Copy each line of the entries that contains the word "Option".

*** RECORDS FOR THIS TASK ***

use chrono::{DateTime, Utc};
use sea_orm::entity::prelude::*;
use serde::{Deserialize, Serialize};
use uuid::Uuid;

#[derive(Clone, Debug, PartialEq, Eq, DeriveEntityModel, Serialize, Deserialize)]
#[sea_orm(table_name = "flyers")]
pub struct Model {
    #[sea_orm(primary_key, auto_increment = false)]
    pub id: Uuid,
    pub name: String,
    pub code: String,
    /// Print size label, e.g. "A4" or "B5".
    pub size: Option<String>,
    pub created_at: DateTime<Utc>,
}

#[derive(Copy, Clone, Debug, EnumIter, DeriveRelation)]
pub enum Relation {
    #[sea_orm(has_many = "super::order_distribution::Entity")]
    OrderDistributions,
}

impl Related<super::order_distribution::Entity> for Entity {
    fn to() -> RelationDef {
        Relation::OrderDistributions.def()
    }
}

impl ActiveModelBehavior for ActiveModel {}
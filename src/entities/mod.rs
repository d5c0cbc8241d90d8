//! Database entities for the flyer-distribution domain.
//!
//! Customers, orders, and flyers are collaborator-owned records the core only
//! reads; areas are immutable reference data. The allocation engine owns
//! `order_distribution`, `order_distribution_area`, `schedule`, and
//! `distribution_item`.

pub mod area;
pub mod customer;
pub mod distribution_item;
pub mod flyer;
pub mod order;
pub mod order_distribution;
pub mod order_distribution_area;
pub mod schedule;
use chrono::{DateTime, NaiveDate, Utc};
use sea_orm::entity::prelude::*;
use serde::{Deserialize, Serialize};
use uuid::Uuid;

/// A customer's request to distribute one flyer to a set of areas:
/// "order O wants flyer F distributed via method M, totaling planned_count
/// units, within [start_date, end_date]". The area breakdown lives in
/// `order_distribution_area`.
#[derive(Clone, Debug, PartialEq, Eq, DeriveEntityModel, Serialize, Deserialize)]
#[sea_orm(table_name = "order_distributions")]
pub struct Model {
    #[sea_orm(primary_key, auto_increment = false)]
    pub id: Uuid,
    pub order_id: Uuid,
    pub flyer_id: Uuid,
    pub method: String,
    /// Authoritative total for this distribution; assignments summing past it
    /// are reported as over-allocation, never rejected.
    pub planned_count: i32,
    pub start_date: NaiveDate,
    pub end_date: NaiveDate,
    pub spare_date: Option<NaiveDate>,
    pub created_at: DateTime<Utc>,
    pub updated_at: Option<DateTime<Utc>>,
}

/// Physical delivery method; selects which area capacity column applies.
#[derive(Debug, Clone, Copy, PartialEq, Eq, Serialize, Deserialize)]
#[serde(rename_all = "snake_case")]
pub enum DistributionMethod {
    DoorToDoor,
    MultiFamily,
}

impl DistributionMethod {
    pub fn as_str(&self) -> &'static str {
        match self {
            DistributionMethod::DoorToDoor => "door_to_door",
            DistributionMethod::MultiFamily => "multi_family",
        }
    }

    pub fn from_str(s: &str) -> Option<Self> {
        match s {
            "door_to_door" => Some(DistributionMethod::DoorToDoor),
            "multi_family" => Some(DistributionMethod::MultiFamily),
            _ => None,
        }
    }

    /// The capacity ceiling this method reads from an area, null columns
    /// defaulting to 0.
    pub fn capacity_of(&self, area: &super::area::Model) -> i32 {
        match self {
            DistributionMethod::DoorToDoor => area.door_to_door_capacity.unwrap_or(0),
            DistributionMethod::MultiFamily => area.multi_family_capacity.unwrap_or(0),
        }
    }
}

#[derive(Copy, Clone, Debug, EnumIter, DeriveRelation)]
pub enum Relation {
    #[sea_orm(
        belongs_to = "super::order::Entity",
        from = "Column::OrderId",
        to = "super::order::Column::Id"
    )]
    Order,
    #[sea_orm(
        belongs_to = "super::flyer::Entity",
        from = "Column::FlyerId",
        to = "super::flyer::Column::Id"
    )]
    Flyer,
    #[sea_orm(has_many = "super::order_distribution_area::Entity")]
    OrderDistributionAreas,
}

impl Related<super::order::Entity> for Entity {
    fn to() -> RelationDef {
        Relation::Order.def()
    }
}

impl Related<super::flyer::Entity> for Entity {
    fn to() -> RelationDef {
        Relation::Flyer.def()
    }
}

impl Related<super::order_distribution_area::Entity> for Entity {
    fn to() -> RelationDef {
        Relation::OrderDistributionAreas.def()
    }
}

impl ActiveModelBehavior for ActiveModel {}
//! FlyerOps API Library
//!
//! Core functionality for the flyer-distribution scheduling backend.
#![forbid(unsafe_code)]
#![deny(rust_2018_idioms)]
#![allow(elided_lifetimes_in_paths)]
#![warn(clippy::all, clippy::perf, clippy::dbg_macro)]

// Core modules
pub mod config;
pub mod db;
pub mod entities;
pub mod errors;
pub mod events;
pub mod handlers;
pub mod migrator;
pub mod openapi;
pub mod services;

use axum::{extract::State, response::Json, routing::get, Router};
use chrono::Utc;
use sea_orm::DatabaseConnection;
use serde::{Deserialize, Serialize};
use serde_json::{json, Value};
use std::sync::Arc;
use utoipa::ToSchema;

// App state definition
#[derive(Clone)]
pub struct AppState {
    pub db: Arc<DatabaseConnection>,
    pub config: config::AppConfig,
    pub event_sender: events::EventSender,
    pub services: handlers::AppServices,
}

// Common query parameters for list endpoints
#[derive(Debug, Deserialize, ToSchema)]
pub struct ListQuery {
    #[serde(default = "default_page")]
    pub page: u64,
    #[serde(default = "default_limit")]
    pub limit: u64,
}

fn default_page() -> u64 {
    1
}
fn default_limit() -> u64 {
    20
}

// Common response wrappers
#[derive(Serialize, ToSchema)]
pub struct ApiResponse<T> {
    pub success: bool,
    pub data: Option<T>,
    pub message: Option<String>,
    pub errors: Option<Vec<String>>,
    pub timestamp: String,
}

#[derive(Serialize, ToSchema)]
pub struct PaginatedResponse<T> {
    pub items: Vec<T>,
    pub total: u64,
    pub page: u64,
    pub limit: u64,
    pub total_pages: u64,
}

impl<T> ApiResponse<T> {
    pub fn success(data: T) -> Self {
        Self {
            success: true,
            data: Some(data),
            message: None,
            errors: None,
            timestamp: Utc::now().to_rfc3339(),
        }
    }

    pub fn error(message: String) -> Self {
        Self {
            success: false,
            data: None,
            message: Some(message),
            errors: None,
            timestamp: Utc::now().to_rfc3339(),
        }
    }

    pub fn validation_errors(errors: Vec<String>) -> Self {
        Self {
            success: false,
            data: None,
            message: Some("Validation failed".to_string()),
            errors: Some(errors),
            timestamp: Utc::now().to_rfc3339(),
        }
    }
}

/// Standard API result type for JSON responses
pub type ApiResult<T> = Result<Json<ApiResponse<T>>, errors::ServiceError>;

/// Full v1 API router.
pub fn api_v1_routes() -> Router<AppState> {
    let assignments = Router::new()
        .route(
            "/assignments",
            get(handlers::assignments::list_assignments)
                .post(handlers::assignments::create_assignment),
        )
        .route(
            "/assignments/:id",
            get(handlers::assignments::get_assignment)
                .put(handlers::assignments::update_assignment)
                .delete(handlers::assignments::delete_assignment),
        );

    let schedules = Router::new()
        .route(
            "/schedules",
            get(handlers::schedules::list_schedules).post(handlers::schedules::create_schedule),
        )
        .route(
            "/schedules/:id",
            get(handlers::schedules::get_schedule)
                .put(handlers::schedules::update_schedule)
                .delete(handlers::schedules::delete_schedule),
        );

    let reports = Router::new()
        .route(
            "/reports/allocation-stats",
            get(handlers::reports::allocation_stats),
        )
        .route("/reports/unassigned", get(handlers::reports::unassigned_work));

    Router::new()
        // Status and health endpoints
        .route("/status", get(api_status))
        .route("/health", get(health_check))
        .merge(assignments)
        .merge(schedules)
        .merge(reports)
}

async fn api_status() -> Result<Json<ApiResponse<Value>>, errors::ServiceError> {
    let version = env!("CARGO_PKG_VERSION");
    let status_data = json!({
        "status": "ok",
        "version": version,
        "service": "flyerops-api",
        "timestamp": chrono::Utc::now().to_rfc3339(),
        "environment": std::env::var("ENVIRONMENT").unwrap_or_else(|_| "development".to_string()),
    });

    Ok(Json(ApiResponse::success(status_data)))
}

async fn health_check(
    State(state): State<AppState>,
) -> Result<Json<ApiResponse<Value>>, errors::ServiceError> {
    // Check database connectivity
    let db_status = match state.db.ping().await {
        Ok(_) => "healthy",
        Err(_) => "unhealthy",
    };

    let health_data = json!({
        "status": db_status,
        "checks": {
            "database": db_status,
        },
        "timestamp": chrono::Utc::now().to_rfc3339(),
    });

    Ok(Json(ApiResponse::success(health_data)))
}

#[cfg(test)]
mod response_tests {
    use super::*;
    use chrono::DateTime;

    #[test]
    fn success_response_carries_data_and_timestamp() {
        let response = ApiResponse::success("ok");
        assert!(response.success);
        assert_eq!(response.data, Some("ok"));
        DateTime::parse_from_rfc3339(&response.timestamp).expect("timestamp should parse");
    }

    #[test]
    fn validation_errors_response_sets_message() {
        let response = ApiResponse::<()>::validation_errors(vec!["missing".into()]);
        assert!(!response.success);
        assert_eq!(response.message.as_deref(), Some("Validation failed"));
        assert_eq!(response.errors.as_deref(), Some(&["missing".to_string()][..]));
    }
}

*** End of RECORDS FOR THIS TASK ***

### EXPECTED OUTPUT
    pub size: Option<String>,
    pub spare_date: Option<NaiveDate>,
    pub updated_at: Option<DateTime<Utc>>,
    pub fn from_str(s: &str) -> Option<Self> {
    pub data: Option<T>,
    pub message: Option<String>,
    pub errors: Option<Vec<String>>,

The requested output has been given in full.